Title II of GINA prohibits use of genetic information in making decisions related to any terms, conditions, or privileges of employment, prohibits covered entities from intentionally acquiring genetic information, requires confidentiality with respect to genetic information (with limited exceptions), and prohibits retaliation.
The AVP for Human Resources is responsible for putting a system in place to avoid any accidental or intentional disclosures of employee genetic information, and to ensure that any acquisition of genetic information meets one of the exceptions in the law. See the March 4, 2009 article titled: EEOC Issues Proposed Rules to Implement Title II of GINA.
Fair Labor Standards Act
At CUA the Director of HR is the person responsible for oversight of the proper categorization of employees (executive, administrative, professional, as well as nonexempt employees). The HR Director is also responsible for ensuring that discipline of professional employees is handled in such a manner that the exemption for salaried employees is not lost. This refers to special rules about when deductions may be made from the pay of exempt employees who are paid on a salary rather than hourly basis.
Fair Labor Standards Act Summary Memo (Sept. 24, 2004)
Health Insurance Portability and Accountability Act of 1996 (HIPAA)
HIPPA imposes privacy/security obligations on employers who sponsor group health plans. At CUA two health plans are considered covered plans under ERISA: The Flexible Spending Plan and The Health Insurance Plan. The Plan may not disclose protected health information to the Plan Sponsor unless the Plan Document restricts uses and disclosures of such information by the Plan Sponsor consistent with the requirements of 45 CFR § 164.504(f) and 164.314(b)(1) the relevant federal regulations under HIPAA. The Omnibus Plan Document defines (in section 9) the conditions under which the Plan Sponsor may disclose summary health information. Section 9 of the Omnibus Plan Document also sets forth provisions for protection of protected health information. The Director of HR is responsible for ensuring that these conditions are met.

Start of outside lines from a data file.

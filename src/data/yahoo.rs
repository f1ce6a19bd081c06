//! # Yahoo Finance Source
//!
//! $$
//! \operatorname{fetch}(a, [t_0, t_1)) = \{\text{daily bars of } a\}
//! $$
//!
//! Daily history through `yahoo_finance_api`. The client is async; each fetch is
//! driven to completion on a private current-thread runtime.

use anyhow::anyhow;
use anyhow::Result;
use chrono::DateTime;
use chrono::NaiveDateTime;
use time::OffsetDateTime;
use yahoo_finance_api as yahoo;

use super::panel::PriceRow;
use super::source::PriceSource;

pub struct YahooSource {
  connector: yahoo::YahooConnector,
  runtime: tokio::runtime::Runtime,
}

fn to_offset(ts: NaiveDateTime) -> Result<OffsetDateTime> {
  Ok(OffsetDateTime::from_unix_timestamp(ts.and_utc().timestamp())?)
}

impl YahooSource {
  pub fn new() -> Result<Self> {
    let runtime = tokio::runtime::Builder::new_current_thread()
      .enable_all()
      .build()?;
    Ok(Self {
      connector: yahoo::YahooConnector::new()?,
      runtime,
    })
  }
}

impl PriceSource for YahooSource {
  fn fetch(
    &self,
    asset_id: &str,
    start: NaiveDateTime,
    end: NaiveDateTime,
  ) -> Result<Vec<PriceRow>> {
    let (from, to) = (to_offset(start)?, to_offset(end)?);
    let response = self
      .runtime
      .block_on(self.connector.get_quote_history(asset_id, from, to))?;

    response
      .quotes()?
      .into_iter()
      .map(|q| {
        let timestamp = DateTime::from_timestamp(q.timestamp as i64, 0)
          .ok_or_else(|| anyhow!("invalid timestamp {} for {asset_id}", q.timestamp))?
          .naive_utc();
        Ok(PriceRow {
          timestamp,
          asset_id: asset_id.to_string(),
          open: q.open,
          high: q.high,
          low: q.low,
          close: q.close,
          adj_close: q.adjclose,
          volume: q.volume as f64,
        })
      })
      .filter(|row| match row {
        Ok(row) => row.timestamp >= start && row.timestamp < end,
        Err(_) => true,
      })
      .collect()
  }
}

Employee Polygraph Protection Act of 1988
The Polygraph Protection Act applies to most private employers. Federal, state and local governments are excluded. An employer may not use lie detector tests in connection with employment. There are exemptions for government and national defense, security reasons, manufacture of controlled substances, and ongoing investigations as to economic loss to the employer's business. Restrictions apply when operating under an exemption. Posting requirements. The AVP for HR is responsible for ensuring that the posting requirement under this law is met. CUA does not use these tests.
DOL Overview of the EPPA: Includes link to poster, fact sheets, info on recordkeeping.

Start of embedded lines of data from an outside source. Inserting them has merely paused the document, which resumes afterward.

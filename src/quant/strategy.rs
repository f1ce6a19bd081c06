//! # Strategy
//!
//! $$
//! \mathbf{w}_t = \operatorname{Opt}_k\big(\hat{\mathcal{I}}(\mathcal{W}_t)\big)
//! $$
//!
//! A shared price panel, a lookback window, an estimator and one optimizer kind.

use std::sync::Arc;

use anyhow::ensure;
use anyhow::Result;
use chrono::NaiveDateTime;
use rayon::prelude::*;
use tracing::info;

use super::portfolio::optimizers::OptimizerKind;
use super::portfolio::optimizers::PortfolioOptimizer;
use super::portfolio::optimizers::RiskAversionParams;
use super::portfolio::solver::SolverConfig;
use super::portfolio::types::Portfolio;
use crate::data::panel::PricePanel;
use crate::data::window::InformationWindow;
use crate::stats::estimator::StatisticsEstimator;
use crate::stats::information::InformationSet;
use crate::traits::Information;

#[derive(Clone, Debug)]
pub struct Strategy {
  panel: Arc<PricePanel>,
  window: InformationWindow,
  estimator: StatisticsEstimator,
  optimizer: PortfolioOptimizer,
}

impl Strategy {
  pub fn new(
    panel: Arc<PricePanel>,
    window: InformationWindow,
    estimator: StatisticsEstimator,
    optimizer: PortfolioOptimizer,
  ) -> Self {
    Self {
      panel,
      window,
      estimator,
      optimizer,
    }
  }

  fn preset(panel: Arc<PricePanel>, window: InformationWindow, kind: OptimizerKind) -> Self {
    let estimator = StatisticsEstimator::default().with_higher_moments(kind.requires_kurtosis());
    Self::new(panel, window, estimator, PortfolioOptimizer::new(kind))
  }

  pub fn minimum_variance(panel: Arc<PricePanel>, window: InformationWindow) -> Self {
    Self::preset(panel, window, OptimizerKind::MinimumVariance)
  }

  /// Risk aversion with minimum return and VaR constraints, default parameters.
  pub fn risk_aversion_var(panel: Arc<PricePanel>, window: InformationWindow) -> Self {
    Self::preset(
      panel,
      window,
      OptimizerKind::RiskAversionVaR(RiskAversionParams::default()),
    )
  }

  pub fn max_sharpe(panel: Arc<PricePanel>, window: InformationWindow) -> Self {
    Self::preset(panel, window, OptimizerKind::MaxSharpe)
  }

  /// Estimates higher moments as well.
  pub fn min_kurtosis(panel: Arc<PricePanel>, window: InformationWindow) -> Self {
    Self::preset(panel, window, OptimizerKind::MinKurtosis)
  }

  pub fn with_solver(mut self, solver: SolverConfig) -> Self {
    self.optimizer = self.optimizer.with_solver(solver);
    self
  }

  pub fn with_risk_free(mut self, risk_free: f64) -> Self {
    self.optimizer = self.optimizer.with_risk_free(risk_free);
    self
  }

  pub fn estimator(&self) -> &StatisticsEstimator {
    &self.estimator
  }

  pub fn optimizer(&self) -> &PortfolioOptimizer {
    &self.optimizer
  }

  pub fn kind(&self) -> OptimizerKind {
    self.optimizer.kind()
  }

  /// Information set and portfolio at `t` in one call.
  pub fn compute_weights(&self, t: NaiveDateTime) -> Result<Portfolio> {
    let info = self.compute_information(t)?;
    Ok(self.compute_portfolio(t, &info))
  }

  /// [`Strategy::compute_weights`] for every date, in parallel, in input order.
  pub fn compute_portfolios(&self, dates: &[NaiveDateTime]) -> Result<Vec<Portfolio>> {
    dates.par_iter().map(|t| self.compute_weights(*t)).collect()
  }
}

impl Information for Strategy {
  fn window(&self) -> &InformationWindow {
    &self.window
  }

  fn panel(&self) -> &PricePanel {
    &self.panel
  }

  /// Fails only when the panel holds no assets at all.
  fn compute_information(&self, t: NaiveDateTime) -> Result<InformationSet> {
    ensure!(!self.panel.is_empty(), "price panel contains no assets");
    self.estimator.estimate(&self.slice_data(t))
  }

  fn compute_portfolio(&self, t: NaiveDateTime, information: &InformationSet) -> Portfolio {
    let portfolio = self.optimizer.optimize(information);
    info!(
      %t,
      kind = %self.optimizer.kind(),
      assets = portfolio.len(),
      status = %portfolio.status(),
      iterations = portfolio.iterations(),
      "portfolio computed"
    );
    portfolio
  }
}

#[cfg(test)]
mod tests {
  use approx::assert_abs_diff_eq;
  use chrono::NaiveDate;
  use tracing_test::traced_test;

  use super::*;
  use crate::data::panel::PriceRow;
  use crate::quant::portfolio::types::SolveStatus;

  fn day(d: u32) -> NaiveDateTime {
    NaiveDate::from_ymd_opt(2024, 1, d)
      .and_then(|d| d.and_hms_opt(0, 0, 0))
      .unwrap()
  }

  fn two_asset_panel() -> Arc<PricePanel> {
    let a = [100.0, 102.0, 101.0, 104.0, 106.0];
    let b = [50.0, 50.5, 51.5, 51.0, 52.0];
    let rows = (0..5).flat_map(|i| {
      let d = day(i as u32 + 1);
      [PriceRow::flat(d, "A", a[i]), PriceRow::flat(d, "B", b[i])]
    });
    Arc::new(PricePanel::from_rows(rows))
  }

  fn window() -> InformationWindow {
    InformationWindow::days(10).unwrap()
  }

  #[test]
  fn two_asset_example() {
    let strategy = Strategy::minimum_variance(two_asset_panel(), window());
    let info = strategy.compute_information(day(6)).unwrap();

    assert_eq!(info.companies(), &["A", "B"]);
    assert_eq!(info.covariance().dim(), (2, 2));
    assert!(info.expected_return_of("A") != info.expected_return_of("B"));

    for strategy in [
      Strategy::minimum_variance(two_asset_panel(), window()),
      Strategy::max_sharpe(two_asset_panel(), window()),
    ] {
      let p = strategy.compute_weights(day(6)).unwrap();
      let w = p.dense_weights().expect("converged");
      assert_eq!(w.len(), 2);
      assert!(w.iter().all(|v| *v >= 0.0));
      assert_abs_diff_eq!(w.iter().sum::<f64>(), 1.0, epsilon = 1e-6);
    }
  }

  #[test]
  fn bar_at_reference_time_is_not_seen() {
    let base = two_asset_panel();
    let mut rows: Vec<PriceRow> = base.rows().collect();
    rows.push(PriceRow::flat(day(6), "A", 1.0e6));
    let shocked = Arc::new(PricePanel::from_rows(rows));

    let clean = Strategy::minimum_variance(base, window())
      .compute_information(day(6))
      .unwrap();
    let with_shock = Strategy::minimum_variance(shocked, window())
      .compute_information(day(6))
      .unwrap();

    assert_eq!(clean.expected_return(), with_shock.expected_return());
    assert_eq!(clean.covariance(), with_shock.covariance());
  }

  #[test]
  fn single_observation_is_insufficient() {
    let rows = [PriceRow::flat(day(1), "A", 10.0), PriceRow::flat(day(1), "B", 20.0)];
    let strategy = Strategy::max_sharpe(Arc::new(PricePanel::from_rows(rows)), window());

    let p = strategy.compute_weights(day(2)).unwrap();

    assert_eq!(p.status(), SolveStatus::InsufficientData);
    assert_eq!(p.len(), 2);
    assert!(p.weights().iter().all(Option::is_none));
  }

  #[test]
  fn empty_panel_is_an_error() {
    let strategy = Strategy::minimum_variance(Arc::new(PricePanel::default()), window());
    assert!(strategy.compute_information(day(6)).is_err());
    assert!(strategy.compute_weights(day(6)).is_err());
  }

  #[test]
  fn window_before_any_data_gives_empty_portfolio() {
    let strategy = Strategy::minimum_variance(two_asset_panel(), window());
    let p = strategy.compute_weights(day(1)).unwrap();
    assert!(p.is_empty());
    assert_eq!(p.status(), SolveStatus::InsufficientData);
  }

  #[test]
  fn kurtosis_preset_estimates_higher_moments() {
    let strategy = Strategy::min_kurtosis(two_asset_panel(), window());
    assert!(strategy.estimator().config().higher_moments);

    let info = strategy.compute_information(day(6)).unwrap();
    assert!(info.kurtosis().is_some());
    assert!(!Strategy::max_sharpe(two_asset_panel(), window())
      .estimator()
      .config()
      .higher_moments);
  }

  #[test]
  #[traced_test]
  fn parallel_dates_keep_input_order() {
    let strategy = Strategy::minimum_variance(two_asset_panel(), window());
    let dates = [day(6), day(1), day(4)];

    let batch = strategy.compute_portfolios(&dates).unwrap();

    assert_eq!(batch.len(), 3);
    for (t, p) in dates.iter().zip(&batch) {
      let single = strategy.compute_weights(*t).unwrap();
      assert_eq!(p.status(), single.status());
      assert_eq!(p.weights(), single.weights());
    }
    assert!(logs_contain("portfolio computed"));
  }

  #[test]
  fn risk_aversion_preset_returns_on_daily_data() {
    use std::sync::mpsc;
    use std::thread;
    use std::time::Duration;

    use rand::rngs::StdRng;
    use rand::SeedableRng;
    use rand_distr::Distribution;
    use rand_distr::StandardNormal;

    let mut rng = StdRng::seed_from_u64(7);
    let mut prices = [100.0; 6];
    let mut rows = Vec::new();
    for d in 0..150 {
      let ts = day(1) + chrono::TimeDelta::days(d);
      let market: f64 = StandardNormal.sample(&mut rng);
      for (j, price) in prices.iter_mut().enumerate() {
        let own: f64 = StandardNormal.sample(&mut rng);
        *price *= 1.0 + 0.0004 + 0.015 * (0.7 * market + 0.7 * own);
        rows.push(PriceRow::flat(ts, format!("S{j}"), *price));
      }
    }
    let panel = Arc::new(PricePanel::from_rows(rows));
    let strategy = Strategy::risk_aversion_var(panel, InformationWindow::days(90).unwrap());
    let t = day(1) + chrono::TimeDelta::days(120);

    let (tx, rx) = mpsc::channel();
    thread::spawn(move || {
      let _ = tx.send(strategy.compute_weights(t));
    });
    let p = rx
      .recv_timeout(Duration::from_secs(60))
      .expect("solve finished within its evaluation budget")
      .unwrap();

    assert_eq!(p.status(), SolveStatus::NotConverged);
    assert_eq!(p.len(), 6);
    assert!(p.weights().iter().all(Option::is_none));
  }
}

DC Safe and Sick Leave Act
This new legislation requires employers in the District of Columbia to provide paid leave for employees for illness and absence associated with domestic violence or sexual abuse. Terms of the act vary depending upon the size of the employer.
Responsibilities: Ensure proper posting of notice of the law. The DC Employment Law Poster has been updated to include a reference to this law. To the extent necessary to achieve compliance with this law, allow absences without loss of pay in those situations described in the law for the employees covered by the law. Instructional staff and full time students employed for less than 25 hours per week at the institution they attend are not covered by the law. In addition to sick leave as defined in the law, safe leave for absences related to domestic violence and sexual abuse must be provided in accord with the law.